Ficou parada, esperando pacientemente
pelo encontro.
Deu um pequeno sorriso de boas-vindas
que não fora retribuı́do.
Não recebeu o afetuoso e costumeiro
abraço, apenas uma carranca enorme.
-- Como permitiu que a Alessandra
seguisse atrás desses bandidos sozinha? – Apontou-lhe o dedo em riste. --
Disse para cuidar dela, falei para me manter informada e se visse que ela
estava se arriscando em demasia me ligasse...
O piloto e outro ajudante levaram a mala
da senhora, mas ambas não pareceram interessadas em deixar o lugar. O céu já
escurecia... Estava cinza, não havia estrelas e nem lua...
Vanessa sentiu um arrepio do vento
frio... Seus cabelos foram desarrumados... Cruzou os braços sobre o casaco.
-- Não é fácil lidar com a sua
sobrinha, ainda mais quando ela cisma com algo... – Passou a mão pelas
madeixas, arrumando-as por trás da orelha. – Ela decidiu ir ao encontro da
Aimê... Crocodilo exigiu que fosse até ele... E ela aceitou...
Os olhos de Antônia estavam cheios de
lágrimas.
Todos sabiam como aquela mulher amava a
única sobrinha, todos sabiam que ela quem fora responsável pela educação e
representou a presença materna que a pintora nunca teve da verdadeira geradora.

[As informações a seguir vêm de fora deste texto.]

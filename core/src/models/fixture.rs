// matchday/src/models/fixture.rs

use chrono::{DateTime, Duration, Utc};
use serde::{Deserialize, Serialize};

/// Every fixture is exported to calendars as a fixed two-hour event.
pub const FIXTURE_DURATION_HOURS: i64 = 2;

/// A scheduled match as stored in the content store.
#[derive(Debug, Clone, PartialEq, Serialize, Deserialize)]
#[serde(rename_all = "camelCase")]
pub struct Fixture {
  #[serde(rename = "_id")]
  pub id: String,
  pub home_team: String,
  pub away_team: String,
  #[serde(default)]
  pub competition: Option<String>,
  pub date: DateTime<Utc>,
  #[serde(default)]
  pub venue: Option<String>,
  #[serde(default)]
  pub has_tickets: bool,
  /// Raw counter as edited in the CMS; may be missing or, through manual
  /// edits, negative. Read it through [`Fixture::availability`].
  #[serde(default)]
  pub ticket_availability: Option<i64>,
}

impl Fixture {
  pub fn title(&self) -> String {
    format!("{} vs {}", self.home_team, self.away_team)
  }

  /// Unsold tickets, floored at zero.
  pub fn availability(&self) -> u32 {
    let raw = self.ticket_availability.unwrap_or(0).max(0);
    u32::try_from(raw).unwrap_or(u32::MAX)
  }

  pub fn ends_at(&self) -> DateTime<Utc> {
    self.date + Duration::hours(FIXTURE_DURATION_HOURS)
  }
}
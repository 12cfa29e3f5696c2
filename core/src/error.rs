// matchday/src/error.rs

//! Errors raised by the pipeline engine itself, as opposed to the errors
//! returned by the handlers that run inside it.

use thiserror::Error;

#[derive(Debug, Error, Clone, PartialEq, Eq)]
pub enum PipelineError {
  #[error("Step not found: {step_name}")]
  StepNotFound { step_name: String },

  #[error("Step already defined: {step_name}")]
  DuplicateStep { step_name: String },

  #[error("Handler missing for required step: {step_name}")]
  HandlerMissing { step_name: String },

  #[error("No pipeline registered for context type {type_name}")]
  NotRegistered { type_name: String },

  #[error("Context type mismatch during dispatch (expected {expected_type})")]
  TypeMismatch { expected_type: String },

  #[error("Internal pipeline error: {0}")]
  Internal(String),
}

/// Failure of a booking or checkout request, as seen by whoever called the
/// service. The HTTP layer maps each variant to a status code.
#[derive(Debug, Error)]
pub enum ServiceError {
  #[error("Invalid request ({} field error(s))", .0.len())]
  Validation(Vec<crate::validation::FieldError>),

  #[error("{0}")]
  NotFound(String),

  /// A business rule refused the request (ticketing closed, sold out).
  #[error("{0}")]
  Rule(String),

  #[error("Configuration error: {0}")]
  Config(String),

  #[error(transparent)]
  Store(#[from] crate::store::StoreError),

  #[error(transparent)]
  Mail(#[from] crate::notify::MailError),

  #[error(transparent)]
  Pipeline(#[from] PipelineError),

  #[error("Internal error: {0}")]
  Internal(String),
}

pub type ServiceResult<T> = Result<T, ServiceError>;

-- Tenho a impressão que os Villas Real
vieram ao mundo para desgraçar a vida da Diana... Primeiro aquele maldito
Otávio... Aquele demônio que mesmo morto ainda é uma sombra na nossa
existência... Agora a filha dele...
A chuva engrossou e um dos empregados se
aproximou com outro guarda-chuva, protegendo Antônia. Vanessa entendia aquela
dor... Mas pensava diferente dela.
Cerrou os dentes, suspirou e por fim
acabou falando.
-- Eu não acho que Aimê faz isso... Na
verdade, desde que se conheceram, a Diana parece que voltou para a vida... Ela
passou todos esses anos agindo por vingança, desejando apenas destruir aos que
lhe feriram... Agora não... Ela se arrisca pela mulher que ama... Se arrisca
por algo que a deixou maior do que sua arrogância e seu orgulho... Eu sei que
é difı́cil... Mas o amor sempre vale a pena...
Dinda limpou a lágrima que corria na
face. Encarou a empresária.
-- A que preço? – Soluçou. – Não quero
perdê-la...
Vanessa não conseguiu aguentar a
emoção, abraçando-a e compartilhando daquela dor e frustração.

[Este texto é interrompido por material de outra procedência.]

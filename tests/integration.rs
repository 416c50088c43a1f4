// SPDX-License-Identifier: GPL-3.0-only
// Copyright (C) 2025 Brian Hetro <whee@smaertness.net>

//! Integration tests for bru2md loading, rendering and writing.

use bru2md::{collection, emitter, renderer};
use std::collections::BTreeMap;
use std::fs;
use std::path::{Path, PathBuf};
use std::process::{Command, Output};
use tempfile::TempDir;
use walkdir::WalkDir;

fn write(root: &Path, rel: &str, contents: &str) {
    let path = root.join(rel);
    fs::create_dir_all(path.parent().unwrap()).unwrap();
    fs::write(path, contents).unwrap();
}

/// Builds a small but realistic collection.
fn sample_collection(root: &Path) {
    write(
        root,
        "bruno.json",
        r#"{ "version": "1", "name": "Pet Store", "type": "collection", "ignore": ["node_modules", ".git"] }"#,
    );
    write(root, "collection.bru", "docs {\n  The Pet Store API.\n}\n");
    write(
        root,
        "environments/local.bru",
        "vars {\n  baseUrl: http://localhost:3000\n}\n",
    );
    write(
        root,
        "health.bru",
        "meta {\n  name: Health check\n  type: http\n  seq: 1\n}\n\nget {\n  url: {{baseUrl}}/health\n  body: none\n  auth: none\n}\n",
    );
    write(
        root,
        "pets/folder.bru",
        "meta {\n  name: Pets\n  seq: 1\n}\n\ndocs {\n  Manage pets.\n}\n",
    );
    write(
        root,
        "pets/list-pets.bru",
        "meta {\n  name: List pets\n  seq: 1\n}\n\nget {\n  url: {{baseUrl}}/pets?limit=10\n  body: none\n  auth: bearer\n}\n\nparams:query {\n  limit: 10\n  ~tag: dog\n}\n\nheaders {\n  Accept: application/json\n}\n",
    );
    write(
        root,
        "pets/create-pet.bru",
        "meta {\n  name: Create pet\n  seq: 2\n}\n\npost {\n  url: {{baseUrl}}/pets\n  body: json\n  auth: bearer\n}\n\nbody:json {\n  {\n    \"name\": \"Rex\",\n    \"tag\": \"dog\"\n  }\n}\n",
    );
    write(
        root,
        "pets/photos/upload.bru",
        "meta {\n  name: Upload photo\n  seq: 1\n}\n\nput {\n  url: {{baseUrl}}/pets/:id/photo\n  body: multipartForm\n}\n\nparams:path {\n  id: 1\n}\n\nbody:multipart-form {\n  file: @file(rex.png)\n}\n",
    );
    write(root, "pets/photos/deep/deeper/ping.bru", "head {\n  url: /ping\n}\n");
}

/// Loads, renders and writes a collection, as the binary does.
fn convert(input: &Path, output: &Path) {
    let collection = collection::load_collection(input).unwrap();
    let opts = renderer::RenderOptions::default();
    for page in emitter::render_collection(&collection, &opts) {
        emitter::write_output(output, &page).unwrap();
    }
}

/// Runs the `bru2md` binary with the given arguments.
fn run_cli(args: &[&Path]) -> Output {
    Command::new(env!("CARGO_BIN_EXE_bru2md"))
        .args(args)
        .output()
        .expect("Failed to run bru2md")
}

/// Reads every file below `root` into a map keyed by relative path.
fn read_tree(root: &Path) -> BTreeMap<PathBuf, Vec<u8>> {
    WalkDir::new(root)
        .into_iter()
        .filter_map(Result::ok)
        .filter(|e| e.file_type().is_file())
        .map(|e| {
            let rel = e.path().strip_prefix(root).unwrap().to_path_buf();
            (rel, fs::read(e.path()).unwrap())
        })
        .collect()
}

/// Tests that the output tree mirrors the collection layout.
#[test]
fn writes_mirrored_tree() {
    let input = TempDir::new().unwrap();
    let output = TempDir::new().unwrap();
    sample_collection(input.path());

    convert(input.path(), output.path());

    let files: Vec<_> = read_tree(output.path()).into_keys().collect();
    let expected: Vec<PathBuf> = [
        "README.md",
        "health.md",
        "pets/README.md",
        "pets/create-pet.md",
        "pets/list-pets.md",
        "pets/photos/README.md",
        "pets/photos/deep/README.md",
        "pets/photos/deep/deeper/README.md",
        "pets/photos/deep/deeper/ping.md",
        "pets/photos/upload.md",
    ]
    .iter()
    .map(PathBuf::from)
    .collect();

    assert_eq!(files, expected, "environments/ must not be documented");
}

/// Tests that every request page contains its method and URL verbatim.
#[test]
fn request_pages_contain_method_and_url() {
    let input = TempDir::new().unwrap();
    let output = TempDir::new().unwrap();
    sample_collection(input.path());

    convert(input.path(), output.path());

    let collection = collection::load_collection(input.path()).unwrap();
    for node in collection.nodes() {
        if let collection::CollectionNode::Request(file) = node {
            let page = output.path().join(emitter::request_doc_path(file));
            let markdown = fs::read_to_string(&page).unwrap();
            assert!(
                markdown.contains(file.request.method.as_str()),
                "Missing method in {}",
                page.display()
            );
            assert!(
                markdown.contains(&file.request.url),
                "Missing URL in {}",
                page.display()
            );
        }
    }
}

/// Tests that index heading depth follows folder nesting depth.
#[test]
fn index_headings_follow_folder_depth() {
    let input = TempDir::new().unwrap();
    let output = TempDir::new().unwrap();
    sample_collection(input.path());

    convert(input.path(), output.path());

    let index = fs::read_to_string(output.path().join("README.md")).unwrap();
    assert!(index.starts_with("# API Documentation: Pet Store\n\nThe Pet Store API.\n"));
    assert!(index.contains("\n## [Pets](pets/README.md)\n"));
    assert!(index.contains("\n### [photos](pets/photos/README.md)\n"));
    assert!(index.contains("\n#### [deep](pets/photos/deep/README.md)\n"));
    assert!(index.contains("\n##### [deeper](pets/photos/deep/deeper/README.md)\n"));
    assert!(index.contains("- [`HEAD` ping](pets/photos/deep/deeper/ping.md)"));
}

/// Tests that requests are listed in `seq` order.
#[test]
fn requests_listed_in_seq_order() {
    let input = TempDir::new().unwrap();
    let output = TempDir::new().unwrap();
    sample_collection(input.path());

    convert(input.path(), output.path());

    let folder = fs::read_to_string(output.path().join("pets/README.md")).unwrap();
    let list = folder.find("List pets").unwrap();
    let create = folder.find("Create pet").unwrap();
    assert!(list < create);
    assert!(folder.contains("Manage pets."));
    assert!(folder.contains("- [photos](photos/README.md)"));
}

/// Tests the rendered content of individual request pages.
#[test]
fn renders_request_details() {
    let input = TempDir::new().unwrap();
    let output = TempDir::new().unwrap();
    sample_collection(input.path());

    convert(input.path(), output.path());

    let list = fs::read_to_string(output.path().join("pets/list-pets.md")).unwrap();
    assert!(list.contains("**`GET`** `{{baseUrl}}/pets?limit=10`"));
    assert!(list.contains("**Auth:** `bearer`"));
    assert!(list.contains("| `limit` | 10 |"));
    assert!(!list.contains("`tag`"), "Disabled params hidden by default");
    assert!(list.contains("| `Accept` | application/json |"));

    let create = fs::read_to_string(output.path().join("pets/create-pet.md")).unwrap();
    assert!(create.contains("```json\n{\n  \"name\": \"Rex\",\n  \"tag\": \"dog\"\n}\n```"));

    let upload = fs::read_to_string(output.path().join("pets/photos/upload.md")).unwrap();
    assert!(upload.contains("## Path Parameters"));
    assert!(upload.contains("## Body (multipart-form)"));
    assert!(upload.contains("| `file` | @file(rex.png) |"));
}

/// Tests that converting unchanged input twice gives byte-identical output.
#[test]
fn output_is_stable_across_runs() {
    let input = TempDir::new().unwrap();
    let first = TempDir::new().unwrap();
    let second = TempDir::new().unwrap();
    sample_collection(input.path());

    convert(input.path(), first.path());
    convert(input.path(), second.path());
    assert_eq!(read_tree(first.path()), read_tree(second.path()));

    // Re-running into an existing output overwrites in place
    let before = read_tree(first.path());
    convert(input.path(), first.path());
    assert_eq!(read_tree(first.path()), before);
}

/// Tests that a broken request file aborts with its path.
#[test]
fn malformed_request_names_file() {
    let input = TempDir::new().unwrap();
    sample_collection(input.path());
    write(input.path(), "pets/broken.bru", "meta {\n  name: Broken\n}\n\npost {\n  body: none\n}\n");

    let err = collection::load_collection(input.path()).unwrap_err();
    let message = err.to_string();
    assert!(message.contains("broken.bru"), "got: {message}");
    assert!(matches!(err, collection::Error::Format { .. }));
}

/// Tests that a missing collection root is reported.
#[test]
fn missing_collection_is_not_found() {
    let dir = TempDir::new().unwrap();
    let err = collection::load_collection(&dir.path().join("absent")).unwrap_err();
    assert!(matches!(err, collection::Error::NotFound { .. }));
}

/// Tests that a `README.bru` request never replaces the index or a folder page.
#[test]
fn readme_requests_keep_index_and_folder_pages() {
    let input = TempDir::new().unwrap();
    let output = TempDir::new().unwrap();
    sample_collection(input.path());
    write(
        input.path(),
        "README.bru",
        "meta {\n  name: Readme req\n}\n\nget {\n  url: /readme\n}\n",
    );
    write(
        input.path(),
        "pets/README.bru",
        "meta {\n  name: Pets readme\n}\n\nget {\n  url: /pets/readme\n}\n",
    );

    convert(input.path(), output.path());

    let index = fs::read_to_string(output.path().join("README.md")).unwrap();
    assert!(index.starts_with("# API Documentation: Pet Store"));
    assert!(index.contains("- [`GET` Readme req](README.request.md)"));
    assert!(index.contains("\n## [Pets](pets/README.md)\n"));

    let pets = fs::read_to_string(output.path().join("pets/README.md")).unwrap();
    assert!(pets.starts_with("# Pets\n"));
    assert!(pets.contains("- [`GET` Pets readme](README.request.md)"));

    let readme_req = fs::read_to_string(output.path().join("README.request.md")).unwrap();
    assert!(readme_req.contains("**`GET`** `/readme`"));
    let pets_req = fs::read_to_string(output.path().join("pets/README.request.md")).unwrap();
    assert!(pets_req.contains("**`GET`** `/pets/readme`"));
}

/// Tests that the binary writes the tree and exits successfully.
#[test]
fn cli_converts_collection() {
    let input = TempDir::new().unwrap();
    let output = TempDir::new().unwrap();
    sample_collection(input.path());

    let result = run_cli(&[input.path(), Path::new("-o"), output.path()]);

    assert!(result.status.success());
    let stderr = String::from_utf8_lossy(&result.stderr);
    assert!(stderr.contains("Wrote 10 files"), "got: {stderr}");
    assert!(output.path().join("pets/list-pets.md").is_file());
}

/// Tests that a bad request file fails the run and names the file.
#[test]
fn cli_reports_malformed_request() {
    let input = TempDir::new().unwrap();
    let output = TempDir::new().unwrap();
    sample_collection(input.path());
    write(input.path(), "pets/broken.bru", "post {\n  body: none\n}\n");

    let result = run_cli(&[input.path(), Path::new("-o"), output.path()]);

    assert!(!result.status.success());
    let stderr = String::from_utf8_lossy(&result.stderr);
    assert!(stderr.contains("broken.bru"), "got: {stderr}");
    assert!(!output.path().join("README.md").exists());
}

/// Tests that a missing collection fails the run and names the path.
#[test]
fn cli_reports_missing_collection() {
    let dir = TempDir::new().unwrap();
    let missing = dir.path().join("absent-collection");

    let target = dir.path().join("out");

    let result = run_cli(&[missing.as_path(), Path::new("-o"), target.as_path()]);

    assert!(!result.status.success());
    let stderr = String::from_utf8_lossy(&result.stderr);
    assert!(stderr.contains("absent-collection"), "got: {stderr}");
}

/// Tests that dry-run writes nothing and summarises what it would write.
#[test]
fn cli_dry_run_writes_nothing() {
    let input = TempDir::new().unwrap();
    let output = TempDir::new().unwrap();
    let target = output.path().join("docs");
    sample_collection(input.path());

    let result = run_cli(&[input.path(), Path::new("-o"), target.as_path(), Path::new("-n")]);

    assert!(result.status.success());
    let stderr = String::from_utf8_lossy(&result.stderr);
    assert!(stderr.contains("Would write"), "got: {stderr}");
    assert!(stderr.contains("Would write 10 files"), "got: {stderr}");
    assert!(!target.exists());
}

/// Tests that quiet silences dry-run output as well.
#[test]
fn cli_quiet_dry_run_is_silent() {
    let input = TempDir::new().unwrap();
    let output = TempDir::new().unwrap();
    let target = output.path().join("docs");
    sample_collection(input.path());

    let result = run_cli(&[
        input.path(),
        Path::new("-o"),
        target.as_path(),
        Path::new("-n"),
        Path::new("-q"),
    ]);

    assert!(result.status.success());
    assert!(result.stderr.is_empty(), "got: {}", String::from_utf8_lossy(&result.stderr));
    assert!(!target.exists());
}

Piatã seguia a passos largos, mesmo
diante da escuridão, conseguia se mover com agilidade. Tomava a mão da Villa
Real firme, enquanto Alanna se guiava pelo som, vez e outra tropeçando.
Tivera que agir de forma que condenava,
ainda mais quando usara em Aimê algo que há tempos fora proibido por sua
tribo, porém sabia que não haveria chances para a filha de Alexander se a
amada ficasse ao seu lado... Também não haveria chances se trouxessem consigo
a major...
Sabia o caminho que deveria seguir...
Conhecia aquele lugar com a palma de sua
mão e não seria problema caminhar no turno ausente de luz, entretanto sabia
que suas acompanhantes teriam dificuldade em seguir seu ritmo.
Acelerou mais o passo e não demorou
para chegar no lugar que sempre servira de abrigo para os ı́ndios. Parou em
frente a parede de trepadeira.
A caverna serviria para que se
mantivessem seguros durante alguns dias, pois sabia que aqueles homens não
desistiriam fácil.
Confiava que Tupã seria convencido e
acabaria indo salvar a irmã... Ouvia o som dos animais noturnos.
O pio da coruja...
Seus olhos se acostumavam... Fitou o
céu... Tão azul... Segurou mais firme Aimê... Sentiu-a recuar.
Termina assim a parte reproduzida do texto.